**Exercise objective:**
Print the entries exactly as given.

**Data to process:**
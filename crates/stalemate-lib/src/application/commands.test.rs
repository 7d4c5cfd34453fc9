use super::*;
use crate::application::config::AppConfig;
use crate::application::session::MemoryFeedProvider;
use crate::display::Display;

const CYCLE: &str = "process,action,resource
P1,hold,R1
P2,hold,R2
P1,request,R2
P2,request,R1
";

const CHAIN: &str = "process,action,resource
P1,hold,R1
P2,request,R1
P1,release,R1
";

const RESOLVED: &str = "process,action,resource
P1,hold,R1
P2,hold,R2
P1,request,R2
P2,request,R1
P2,release,R2
";

fn session_with(feeds: MemoryFeedProvider) -> CommandSession<MemoryFeedProvider> {
    let config = AppConfig {
        input_dir: PathBuf::from("cases"),
        ..AppConfig::default()
    };
    CommandSession::with_providers(config, Display::plain(), feeds)
}

fn session() -> CommandSession<MemoryFeedProvider> {
    session_with(
        MemoryFeedProvider::new()
            .with_feed("cases/cycle.csv", CYCLE)
            .with_feed("cases/chain.csv", CHAIN)
            .with_feed("cases/resolved.csv", RESOLVED)
            .with_feed("cases/broken.csv", "process,action,resource\nP1,grab,R1\n"),
    )
}

fn run(file: &str) -> Commands {
    Commands::Run {
        file: PathBuf::from(file),
        export: None,
        export_format: None,
        stop_on_deadlock: false,
    }
}

mod verdict_tests {
    use super::*;

    #[test]
    fn it_maps_exit_codes() {
        assert_eq!(Verdict::Clean.exit_code(), 0);
        assert_eq!(Verdict::Failed.exit_code(), 1);
        assert_eq!(Verdict::Deadlock.exit_code(), 2);
    }

    #[test]
    fn it_derives_from_detection() {
        assert_eq!(Verdict::from_deadlock(true), Verdict::Deadlock);
        assert_eq!(Verdict::from_deadlock(false), Verdict::Clean);
    }
}

mod handle_run_tests {
    use super::*;

    #[test]
    fn it_reports_deadlock_for_cycle() {
        let verdict = execute_command_with_session(run("cycle.csv"), &session()).unwrap();
        assert_eq!(verdict, Verdict::Deadlock);
    }

    #[test]
    fn it_reports_clean_for_chain() {
        let verdict = execute_command_with_session(run("chain.csv"), &session()).unwrap();
        assert_eq!(verdict, Verdict::Clean);
    }

    #[test]
    fn it_judges_the_final_state_only() {
        let verdict = execute_command_with_session(run("resolved.csv"), &session()).unwrap();
        assert_eq!(verdict, Verdict::Clean);
    }

    #[test]
    fn it_accepts_a_direct_path() {
        let verdict = execute_command_with_session(run("cases/cycle.csv"), &session()).unwrap();
        assert_eq!(verdict, Verdict::Deadlock);
    }

    #[test]
    fn it_fails_on_missing_feed() {
        let err = execute_command_with_session(run("nowhere.csv"), &session()).unwrap_err();
        assert!(err.to_string().contains("nowhere.csv"));
    }

    #[test]
    fn it_fails_on_invalid_action() {
        let err = execute_command_with_session(run("broken.csv"), &session()).unwrap_err();
        assert!(format!("{err:#}").contains("grab"));
    }

    #[test]
    fn it_stops_on_deadlock_and_still_reports_it() {
        let command = Commands::Run {
            file: PathBuf::from("resolved.csv"),
            export: None,
            export_format: None,
            stop_on_deadlock: true,
        };
        let verdict = execute_command_with_session(command, &session()).unwrap();
        assert_eq!(verdict, Verdict::Deadlock);
    }

    #[test]
    fn it_exports_the_step_log() {
        let dir = tempfile::tempdir().unwrap();
        let export_path = dir.path().join("steps.json");
        let command = Commands::Run {
            file: PathBuf::from("cycle.csv"),
            export: Some(export_path.clone()),
            export_format: None,
            stop_on_deadlock: false,
        };

        execute_command_with_session(command, &session()).unwrap();

        let text = std::fs::read_to_string(&export_path).unwrap();
        let steps: serde_json::Value = serde_json::from_str(&text).unwrap();
        assert_eq!(steps.as_array().map(Vec::len), Some(4));
    }

    #[test]
    fn it_exports_csv_by_default() {
        let dir = tempfile::tempdir().unwrap();
        let export_path = dir.path().join("steps.log");
        let command = Commands::Run {
            file: PathBuf::from("chain.csv"),
            export: Some(export_path.clone()),
            export_format: None,
            stop_on_deadlock: false,
        };

        execute_command_with_session(command, &session()).unwrap();

        let text = std::fs::read_to_string(&export_path).unwrap();
        assert!(text.starts_with(export::CSV_HEADER));
        assert_eq!(text.lines().count(), 4);
    }
}

mod handle_check_tests {
    use super::*;

    #[test]
    fn it_matches_run_verdicts() {
        let session = session();
        for (file, expected) in [
            ("cycle.csv", Verdict::Deadlock),
            ("chain.csv", Verdict::Clean),
            ("resolved.csv", Verdict::Clean),
        ] {
            let command = Commands::Check {
                file: PathBuf::from(file),
            };
            assert_eq!(
                execute_command_with_session(command, &session).unwrap(),
                expected,
                "{file}"
            );
        }
    }
}

mod handle_state_and_graph_tests {
    use super::*;

    #[test]
    fn state_is_clean_even_when_deadlocked() {
        let command = Commands::State {
            file: PathBuf::from("cycle.csv"),
        };
        assert_eq!(
            execute_command_with_session(command, &session()).unwrap(),
            Verdict::Clean
        );
    }

    #[test]
    fn graph_is_clean_even_when_deadlocked() {
        let command = Commands::Graph {
            file: PathBuf::from("cycle.csv"),
        };
        assert_eq!(
            execute_command_with_session(command, &session()).unwrap(),
            Verdict::Clean
        );
    }
}

mod handle_cases_tests {
    use super::*;

    #[test]
    fn it_lists_the_input_dir() {
        let command = Commands::Cases {
            dir: None,
            pick: false,
        };
        assert_eq!(
            execute_command_with_session(command, &session()).unwrap(),
            Verdict::Clean
        );
    }

    #[test]
    fn it_tolerates_an_empty_dir() {
        let command = Commands::Cases {
            dir: Some(PathBuf::from("elsewhere")),
            pick: false,
        };
        assert_eq!(
            execute_command_with_session(command, &session()).unwrap(),
            Verdict::Clean
        );
    }

    #[test]
    fn it_fails_on_a_missing_dir() {
        let dir = tempfile::tempdir().unwrap();
        let session = CommandSession::with_providers(
            AppConfig::default(),
            Display::plain(),
            crate::application::session::LiveFeedProvider,
        );
        let command = Commands::Cases {
            dir: Some(dir.path().join("absent")),
            pick: false,
        };
        assert!(execute_command_with_session(command, &session).is_err());
    }

    #[test]
    fn it_names_cases_by_file_name() {
        assert_eq!(case_name(Path::new("cases/cycle.csv")), "cycle.csv");
    }
}

mod handle_version_tests {
    use super::*;

    #[test]
    fn it_displays_version_information() {
        assert_eq!(
            execute_command_with_session(Commands::Version, &session()).unwrap(),
            Verdict::Clean
        );
    }
}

**Expected answer:**
filename crates/stalemate-lib/src/application/commands.test.rs
repository 7d4c5cfd34453fc9
use super::*;
use crate::application::config::AppConfig;
use crate::application::session::MemoryFeedProvider;
use crate::display::Display;

const CYCLE: &str = "process,action,resource
P1,hold,R1
P2,hold,R2
P1,request,R2
P2,request,R1
";

const CHAIN: &str = "process,action,resource
P1,hold,R1
P2,request,R1
P1,release,R1
";

const RESOLVED: &str = "process,action,resource
P1,hold,R1
P2,hold,R2
P1,request,R2
P2,request,R1
P2,release,R2
";

fn session_with(feeds: MemoryFeedProvider) -> CommandSession<MemoryFeedProvider> {
    let config = AppConfig {
        input_dir: PathBuf::from("cases"),
        ..AppConfig::default()
    };
    CommandSession::with_providers(config, Display::plain(), feeds)
}

fn session() -> CommandSession<MemoryFeedProvider> {
    session_with(
        MemoryFeedProvider::new()
            .with_feed("cases/cycle.csv", CYCLE)
            .with_feed("cases/chain.csv", CHAIN)
            .with_feed("cases/resolved.csv", RESOLVED)
            .with_feed("cases/broken.csv", "process,action,resource\nP1,grab,R1\n"),
    )
}

fn run(file: &str) -> Commands {
    Commands::Run {
        file: PathBuf::from(file),
        export: None,
        export_format: None,
        stop_on_deadlock: false,
    }
}

mod verdict_tests {
    use super::*;

    #[test]
    fn it_maps_exit_codes() {
        assert_eq!(Verdict::Clean.exit_code(), 0);
        assert_eq!(Verdict::Failed.exit_code(), 1);
        assert_eq!(Verdict::Deadlock.exit_code(), 2);
    }

    #[test]
    fn it_derives_from_detection() {
        assert_eq!(Verdict::from_deadlock(true), Verdict::Deadlock);
        assert_eq!(Verdict::from_deadlock(false), Verdict::Clean);
    }
}

mod handle_run_tests {
    use super::*;

    #[test]
    fn it_reports_deadlock_for_cycle() {
        let verdict = execute_command_with_session(run("cycle.csv"), &session()).unwrap();
        assert_eq!(verdict, Verdict::Deadlock);
    }

    #[test]
    fn it_reports_clean_for_chain() {
        let verdict = execute_command_with_session(run("chain.csv"), &session()).unwrap();
        assert_eq!(verdict, Verdict::Clean);
    }

    #[test]
    fn it_judges_the_final_state_only() {
        let verdict = execute_command_with_session(run("resolved.csv"), &session()).unwrap();
        assert_eq!(verdict, Verdict::Clean);
    }

    #[test]
    fn it_accepts_a_direct_path() {
        let verdict = execute_command_with_session(run("cases/cycle.csv"), &session()).unwrap();
        assert_eq!(verdict, Verdict::Deadlock);
    }

    #[test]
    fn it_fails_on_missing_feed() {
        let err = execute_command_with_session(run("nowhere.csv"), &session()).unwrap_err();
        assert!(err.to_string().contains("nowhere.csv"));
    }

    #[test]
    fn it_fails_on_invalid_action() {
        let err = execute_command_with_session(run("broken.csv"), &session()).unwrap_err();
        assert!(format!("{err:#}").contains("grab"));
    }

    #[test]
    fn it_stops_on_deadlock_and_still_reports_it() {
        let command = Commands::Run {
            file: PathBuf::from("resolved.csv"),
            export: None,
            export_format: None,
            stop_on_deadlock: true,
        };
        let verdict = execute_command_with_session(command, &session()).unwrap();
        assert_eq!(verdict, Verdict::Deadlock);
    }

    #[test]
    fn it_exports_the_step_log() {
        let dir = tempfile::tempdir().unwrap();
        let export_path = dir.path().join("steps.json");
        let command = Commands::Run {
            file: PathBuf::from("cycle.csv"),
            export: Some(export_path.clone()),
            export_format: None,
            stop_on_deadlock: false,
        };

        execute_command_with_session(command, &session()).unwrap();

        let text = std::fs::read_to_string(&export_path).unwrap();
        let steps: serde_json::Value = serde_json::from_str(&text).unwrap();
        assert_eq!(steps.as_array().map(Vec::len), Some(4));
    }

    #[test]
    fn it_exports_csv_by_default() {
        let dir = tempfile::tempdir().unwrap();
        let export_path = dir.path().join("steps.log");
        let command = Commands::Run {
            file: PathBuf::from("chain.csv"),
            export: Some(export_path.clone()),
            export_format: None,
            stop_on_deadlock: false,
        };

        execute_command_with_session(command, &session()).unwrap();

        let text = std::fs::read_to_string(&export_path).unwrap();
        assert!(text.starts_with(export::CSV_HEADER));
        assert_eq!(text.lines().count(), 4);
    }
}

mod handle_check_tests {
    use super::*;

    #[test]
    fn it_matches_run_verdicts() {
        let session = session();
        for (file, expected) in [
            ("cycle.csv", Verdict::Deadlock),
            ("chain.csv", Verdict::Clean),
            ("resolved.csv", Verdict::Clean),
        ] {
            let command = Commands::Check {
                file: PathBuf::from(file),
            };
            assert_eq!(
                execute_command_with_session(command, &session).unwrap(),
                expected,
                "{file}"
            );
        }
    }
}

mod handle_state_and_graph_tests {
    use super::*;

    #[test]
    fn state_is_clean_even_when_deadlocked() {
        let command = Commands::State {
            file: PathBuf::from("cycle.csv"),
        };
        assert_eq!(
            execute_command_with_session(command, &session()).unwrap(),
            Verdict::Clean
        );
    }

    #[test]
    fn graph_is_clean_even_when_deadlocked() {
        let command = Commands::Graph {
            file: PathBuf::from("cycle.csv"),
        };
        assert_eq!(
            execute_command_with_session(command, &session()).unwrap(),
            Verdict::Clean
        );
    }
}

mod handle_cases_tests {
    use super::*;

    #[test]
    fn it_lists_the_input_dir() {
        let command = Commands::Cases {
            dir: None,
            pick: false,
        };
        assert_eq!(
            execute_command_with_session(command, &session()).unwrap(),
            Verdict::Clean
        );
    }

    #[test]
    fn it_tolerates_an_empty_dir() {
        let command = Commands::Cases {
            dir: Some(PathBuf::from("elsewhere")),
            pick: false,
        };
        assert_eq!(
            execute_command_with_session(command, &session()).unwrap(),
            Verdict::Clean
        );
    }

    #[test]
    fn it_fails_on_a_missing_dir() {
        let dir = tempfile::tempdir().unwrap();
        let session = CommandSession::with_providers(
            AppConfig::default(),
            Display::plain(),
            crate::application::session::LiveFeedProvider,
        );
        let command = Commands::Cases {
            dir: Some(dir.path().join("absent")),
            pick: false,
        };
        assert!(execute_command_with_session(command, &session).is_err());
    }

    #[test]
    fn it_names_cases_by_file_name() {
        assert_eq!(case_name(Path::new("cases/cycle.csv")), "cycle.csv");
    }
}

mod handle_version_tests {
    use super::*;

    #[test]
    fn it_displays_version_information() {
        assert_eq!(
            execute_command_with_session(Commands::Version, &session()).unwrap(),
            Verdict::Clean
        );
    }
}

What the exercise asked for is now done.